This is Mark Bebbington’s second Poulenc disc for Resonus and a more than worthy companion to its predecessor, much admired by Patrick Rucker in these pages on its release last year (6/20). The programme, as before, juxtaposes chamber music with larger-scale works, and Bebbington’s collaborators for the latter are again the Royal Philharmonic under Jan Latham-Koenig. Bebbington also partners the orchestra’s principal flautist, Emer McDonough, in the Flute Sonata: the players who join him for the Sextet are regrettably not credited individually.

Aubade (1929) and Le bal masqué (1932) are genre-bending works that resist classification, though both were commissioned, originally for private performance, by Charles Vicomte de Noailles and his wife Marie-Laure. Ostensibly a ballet about the complex emotional life of the supposedly chaste goddess Diana, Aubade is described as a concerto choréographique thanks to the piano’s difficult concertante role, though there are times, notably in the Andante – at once the slow movement and the principal pas de deux – where the soloist cedes prominence to the woodwind. Setting surreal texts by Max Jacob about aristocratic decline and decrepitude, Le bal masqué for baritone (or mezzo) and ensemble has often been dubbed a ‘secular cantata’, which gives little indication as to its bitter, morbid humour or the demotic urbanity of its score.

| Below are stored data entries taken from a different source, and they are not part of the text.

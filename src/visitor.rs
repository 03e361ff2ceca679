//! Capability-bounded visitors.
//!
//! A visitor declares, once, the ordered list of types it handles:
//!
//! ```
//! use sovran_hetero::{Visit, Visitor};
//! use std::fmt::Display;
//!
//! #[derive(Default)]
//! struct Printer {
//!     lines: Vec<String>,
//! }
//!
//! impl Visitor for Printer {
//!     type Types = (i32, f64, String);
//! }
//!
//! impl<T: Display> Visit<T> for Printer {
//!     fn visit(&mut self, value: &T) {
//!         self.lines.push(value.to_string());
//!     }
//! }
//! ```
//!
//! The compiler checks that `Printer: Visit<T>` for every `T` in `Types`, so a
//! visitor can never claim a type it cannot handle. Containers only accept
//! values implementing [`Visitor`]; anything else is a compile error.

use std::any::{type_name, Any, TypeId};
use std::ops::ControlFlow;

/// Handles one element type.
///
/// Only [`visit`](Visit::visit) is required. The mutable and owning forms
/// default to it, so a read-only visitor works with every visiting
/// convention of every container.
pub trait Visit<T> {
    fn visit(&mut self, value: &T);

    fn visit_mut(&mut self, value: &mut T) {
        self.visit(value)
    }

    fn visit_owned(&mut self, value: T) {
        self.visit(&value)
    }
}

/// A value that declares which element types it can visit.
pub trait Visitor: Sized {
    /// The capability list, in visiting priority order.
    type Types: TypeList<Self>;
}

/// A callback invoked once per type of a [`TypeList`].
pub trait TypeFn<V> {
    fn apply<T: 'static>(&mut self, visitor: &mut V) -> ControlFlow<()>
    where
        V: Visit<T>;
}

/// A compile-time list of types, all of which `V` can visit.
///
/// Implemented for tuples of up to twelve `'static` types.
pub trait TypeList<V>: 'static {
    const LEN: usize;

    /// Calls `f` for each type in declared order until it breaks.
    fn for_each_type<Fun: TypeFn<V>>(f: &mut Fun, visitor: &mut V) -> ControlFlow<()>;

    fn contains(id: TypeId) -> bool;

    fn type_names() -> Vec<&'static str>;
}

impl<V> TypeList<V> for () {
    const LEN: usize = 0;

    fn for_each_type<Fun: TypeFn<V>>(_f: &mut Fun, _visitor: &mut V) -> ControlFlow<()> {
        ControlFlow::Continue(())
    }

    fn contains(_id: TypeId) -> bool {
        false
    }

    fn type_names() -> Vec<&'static str> {
        Vec::new()
    }
}

macro_rules! impl_type_list {
    ($len:expr; $($ty:ident),+) => {
        impl<V, $($ty: 'static),+> TypeList<V> for ($($ty,)+)
        where
            $(V: Visit<$ty>,)+
        {
            const LEN: usize = $len;

            fn for_each_type<Fun: TypeFn<V>>(f: &mut Fun, visitor: &mut V) -> ControlFlow<()> {
                $(
                    if f.apply::<$ty>(visitor).is_break() {
                        return ControlFlow::Break(());
                    }
                )+
                ControlFlow::Continue(())
            }

            fn contains(id: TypeId) -> bool {
                false $(|| TypeId::of::<$ty>() == id)+
            }

            fn type_names() -> Vec<&'static str> {
                vec![$(type_name::<$ty>()),+]
            }
        }
    };
}

impl_type_list!(1; A);
impl_type_list!(2; A, B);
impl_type_list!(3; A, B, C);
impl_type_list!(4; A, B, C, D);
impl_type_list!(5; A, B, C, D, E);
impl_type_list!(6; A, B, C, D, E, F);
impl_type_list!(7; A, B, C, D, E, F, G);
impl_type_list!(8; A, B, C, D, E, F, G, H);
impl_type_list!(9; A, B, C, D, E, F, G, H, I);
impl_type_list!(10; A, B, C, D, E, F, G, H, I, J);
impl_type_list!(11; A, B, C, D, E, F, G, H, I, J, K);
impl_type_list!(12; A, B, C, D, E, F, G, H, I, J, K, L);

struct ByRef<'a> {
    value: &'a dyn Any,
}

impl<V> TypeFn<V> for ByRef<'_> {
    fn apply<T: 'static>(&mut self, visitor: &mut V) -> ControlFlow<()>
    where
        V: Visit<T>,
    {
        match self.value.downcast_ref::<T>() {
            Some(value) => {
                visitor.visit(value);
                ControlFlow::Break(())
            }
            None => ControlFlow::Continue(()),
        }
    }
}

struct ByMut<'a> {
    value: &'a mut dyn Any,
}

impl<V> TypeFn<V> for ByMut<'_> {
    fn apply<T: 'static>(&mut self, visitor: &mut V) -> ControlFlow<()>
    where
        V: Visit<T>,
    {
        match self.value.downcast_mut::<T>() {
            Some(value) => {
                visitor.visit_mut(value);
                ControlFlow::Break(())
            }
            None => ControlFlow::Continue(()),
        }
    }
}

struct ByBox {
    value: Option<Box<dyn Any>>,
}

impl<V> TypeFn<V> for ByBox {
    fn apply<T: 'static>(&mut self, visitor: &mut V) -> ControlFlow<()>
    where
        V: Visit<T>,
    {
        let Some(boxed) = self.value.take() else {
            return ControlFlow::Break(());
        };
        match boxed.downcast::<T>() {
            Ok(value) => {
                visitor.visit_owned(*value);
                ControlFlow::Break(())
            }
            Err(boxed) => {
                self.value = Some(boxed);
                ControlFlow::Continue(())
            }
        }
    }
}

/// `slot` points at an `Option<X>` holding the value to hand over.
struct BySlot<'a> {
    slot: &'a mut dyn Any,
}

impl<V> TypeFn<V> for BySlot<'_> {
    fn apply<T: 'static>(&mut self, visitor: &mut V) -> ControlFlow<()>
    where
        V: Visit<T>,
    {
        match self.slot.downcast_mut::<Option<T>>() {
            Some(slot) => {
                if let Some(value) = slot.take() {
                    visitor.visit_owned(value);
                }
                ControlFlow::Break(())
            }
            None => ControlFlow::Continue(()),
        }
    }
}

/// Visits `value` if its type is one of the visitor's declared types.
pub(crate) fn visit_ref<V: Visitor>(visitor: &mut V, value: &dyn Any) -> bool {
    V::Types::for_each_type(&mut ByRef { value }, visitor).is_break()
}

pub(crate) fn visit_mut<V: Visitor>(visitor: &mut V, value: &mut dyn Any) -> bool {
    V::Types::for_each_type(&mut ByMut { value }, visitor).is_break()
}

pub(crate) fn visit_boxed<V: Visitor>(visitor: &mut V, value: Box<dyn Any>) -> bool {
    let mut by_box = ByBox { value: Some(value) };
    V::Types::for_each_type(&mut by_box, visitor).is_break()
}

/// Moves the value out of `slot` (an `&mut Option<X>`) into the visitor if
/// `X` is one of its declared types. Used by `variant_set!` expansions.
#[doc(hidden)]
pub fn visit_slot<V: Visitor>(visitor: &mut V, slot: &mut dyn Any) -> bool {
    V::Types::for_each_type(&mut BySlot { slot }, visitor).is_break()
}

Both are given performances of considerable brilliance. Bebbington is terrific in the exacting toccata that opens Aubade, imperious in the sequence of récitatifs that separate the dances that follow and powerfully assertive in the Allegro feroce that suddenly collapses into the sorrowing finale when Diana finally abandons her companions. The ambiguous mood, hovering between austerity and sensuousness, is perfectly judged, and there are some beautifully shaped orchestral solos, in particular the wistful woodwind melodies that dominate the Andante. Le bal masqué, in contrast, is all brittle elegance and acidic wit, its fleeting moments of lyricism thrown into sharp relief by the hectic momentum of the rest of it. Latham-Koenig drives it forwards with nervous urgency, Bebbington dominates an ensemble that is crisp and thrillingly precise, and Roderick Williams, delivering the songs with sardonic glee, sounds as if he’s really enjoying himself. Neither texts nor translations are provided, though; we really could do with them here.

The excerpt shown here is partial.